*** Begin section ***

/// When discovery and a `ManagedHostname` both name the same hostname,
/// discovery wins and the hostname is not submitted twice in one pass.
#[tokio::test]
async fn invariant_discovery_takes_precedence_over_managed_hostname() {
    let provider_id = Uuid::new_v4();
    let repo = Arc::new(InMemoryRepository::with_providers(vec![provider_config(
        "p1",
        "example.com",
        provider_id,
        true,
    )]));
    repo.add_managed(ManagedHostname {
        hostname: "shared.example.com".to_string(),
        record: DesiredRecord {
            record_type: RecordType::A,
            name: "shared.example.com".to_string(),
            content: "10.9.9.9".to_string(),
            ttl: 300,
            proxied: None,
            priority: None,
            weight: None,
            port: None,
            flags: None,
            tag: None,
        },
        provider_id,
    })
    .await
    .unwrap();

    let mut providers: HashMap<Uuid, Arc<dyn Provider>> = HashMap::new();
    providers.insert(provider_id, Arc::new(StubProvider::with_id("example.com", provider_id)));

    let events = EventBus::new(16);
    let settings = base_settings(RoutingMode::DefaultOnly, false, 900);
    let engine = engine_for(repo.clone(), settings, providers, events).await;

    let hostnames = discovered(&[("shared.example.com", &[("type", "A"), ("content", "10.0.0.1")])]);
    let stats = engine.process_hostnames(&hostnames).await.unwrap();

    assert_eq!(stats.created, 1);
    let tracked = repo.list_by_provider(provider_id, all_filter()).await.unwrap();
    let record = tracked.iter().find(|r| r.record.name == "shared.example.com").unwrap();
    assert_eq!(record.source, RecordSource::Proxy);
    assert_eq!(record.record.content, "10.0.0.1");
}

*** End section ***

Exercise objective = Write the line containing "settings, providers, events).await;" and all the lines after it out again, word for word, through the end of the material, and nothing besides.

Result of the task =
    let engine = engine_for(repo.clone(), settings, providers, events).await;

    let hostnames = discovered(&[("shared.example.com", &[("type", "A"), ("content", "10.0.0.1")])]);
    let stats = engine.process_hostnames(&hostnames).await.unwrap();

    assert_eq!(stats.created, 1);
    let tracked = repo.list_by_provider(provider_id, all_filter()).await.unwrap();
    let record = tracked.iter().find(|r| r.record.name == "shared.example.com").unwrap();
    assert_eq!(record.source, RecordSource::Proxy);
    assert_eq!(record.record.content, "10.0.0.1");
}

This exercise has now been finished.